Heterotherm –:> physiological term for animals that vary between self-regulating their body temperature, and allowing the surrounding environment to affect it.

Regional heterothermy describes organisms that are able to maintain different temperature zones in different regions of the body.
Penguins and many arctic birds use these exchangers to keep their feet at roughly the same temperature as the surrounding ice which prevents the birds from getting stuck to ice sheets!
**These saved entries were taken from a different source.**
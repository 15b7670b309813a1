//! Captured execution outputs of code cells.

use super::MultilineText;
use serde::{Deserialize, Serialize};
use std::collections::BTreeMap;

/// The MIME-type → payload mapping of a rich output.
pub type MimeBundle = BTreeMap<String, Payload>;

/// One captured result of executing a code cell.
///
/// Notebook JSON distinguishes four `output_type` values; `display_data`
/// and `execute_result` carry the same MIME bundle and render identically,
/// so both deserialize into [`Output::Rich`].
#[derive(Debug, Clone, Serialize, Deserialize)]
#[serde(tag = "output_type", rename_all = "snake_case")]
pub enum Output {
    /// Text written to stdout or stderr during execution.
    Stream {
        /// Which stream the text was written to.
        name: StreamName,
        /// The captured text fragments.
        #[serde(default)]
        text: MultilineText,
    },

    /// An exception traceback, possibly containing ANSI color escapes.
    Error {
        /// Traceback lines (without trailing newlines).
        #[serde(default)]
        traceback: Vec<String>,
    },

    /// The same logical result in one or more MIME-typed representations.
    #[serde(rename = "display_data", alias = "execute_result")]
    Rich {
        /// MIME type → payload.
        data: MimeBundle,
    },
}

impl Output {
    /// Create a stream output.
    pub fn stream(name: StreamName, text: impl Into<MultilineText>) -> Self {
        Output::Stream {
            name,
            text: text.into(),
        }
    }

    /// Create an error output from traceback lines.
    pub fn error(traceback: Vec<String>) -> Self {
        Output::Error { traceback }
    }

    /// Create a rich output from a MIME bundle.
    pub fn rich(data: MimeBundle) -> Self {
        Output::Rich { data }
    }
}

/// The stream an execution wrote to.
#[derive(Debug, Clone, Copy, PartialEq, Eq, Serialize, Deserialize)]
#[serde(rename_all = "lowercase")]
pub enum StreamName {
    /// Standard output.
    Stdout,
    /// Standard error.
    Stderr,
}

/// A single MIME representation inside a rich output.
///
/// Text-bearing types store strings or line fragments; other types (e.g.
/// `application/json`) may carry arbitrary JSON. Resolution decides what
/// actually renders, so non-text payloads only fail if selected.
#[derive(Debug, Clone, Serialize, Deserialize)]
#[serde(untagged)]
pub enum Payload {
    /// A textual payload (plain text, HTML, or base64-encoded bytes).
    Text(MultilineText),
    /// A non-text JSON payload.
    Other(serde_json::Value),
}

impl Payload {
    /// Get the payload as concatenated text, if it is textual.
    pub fn as_text(&self) -> Option<String> {
        match self {
            Payload::Text(text) => Some(text.joined()),
            Payload::Other(_) => None,
        }
    }
}

impl From<&str> for Payload {
    fn from(s: &str) -> Self {
        Payload::Text(MultilineText::from(s))
    }
}

#[cfg(test)]
mod tests {
    use super::*;

    #[test]
    fn test_deserialize_stream() {
        let json = r##"{"output_type": "stream", "name": "stdout", "text": ["hello\n"]}"##;
        let output: Output = serde_json::from_str(json).unwrap();
        match output {
            Output::Stream { name, text } => {
                assert_eq!(name, StreamName::Stdout);
                assert_eq!(text.joined(), "hello\n");
            }
            _ => panic!("expected stream output"),
        }
    }

    #[test]
    fn test_deserialize_error() {
        let json = r##"{"output_type": "error", "ename": "ZeroDivisionError",
                       "evalue": "division by zero", "traceback": ["line one", "line two"]}"##;
        let output: Output = serde_json::from_str(json).unwrap();
        match output {
            Output::Error { traceback } => assert_eq!(traceback.len(), 2),
            _ => panic!("expected error output"),
        }
    }

    #[test]
    fn test_display_data_and_execute_result_both_deserialize_as_rich() {
        let display = r##"{"output_type": "display_data", "data": {"text/plain": "2"}}"##;
        let execute = r##"{"output_type": "execute_result", "execution_count": 1,
                          "data": {"text/plain": "2"}}"##;

        for json in [display, execute] {
            let output: Output = serde_json::from_str(json).unwrap();
            match output {
                Output::Rich { data } => {
                    assert_eq!(data["text/plain"].as_text().unwrap(), "2");
                }
                _ => panic!("expected rich output"),
            }
        }
    }

    #[test]
    fn test_json_payload_deserializes_as_other() {
        let json = r##"{"output_type": "display_data",
                       "data": {"application/json": {"a": 1}, "text/plain": "{'a': 1}"}}"##;
        let output: Output = serde_json::from_str(json).unwrap();
        match output {
            Output::Rich { data } => {
                assert!(data["application/json"].as_text().is_none());
                assert!(data["text/plain"].as_text().is_some());
            }
            _ => panic!("expected rich output"),
        }
    }
}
Temporal heterothermy refers to animals that are poikilothermic or homoeothermic for a portion of the day, or year. Often, body temperature and metabolic rate are elevated only during activity. When resting, these animals reduce their metabolisms drastically, which results in their body temperature dropping to that of the surrounding environment. This makes them homoeothermic when active, and poikilothermic when at rest. Bats and hummingbirds go into what is known as torpor and bears hibernate. Both are examples of heterothermy; where the internal temperature of the animal drops during specific periods of time, usually when food is scarce.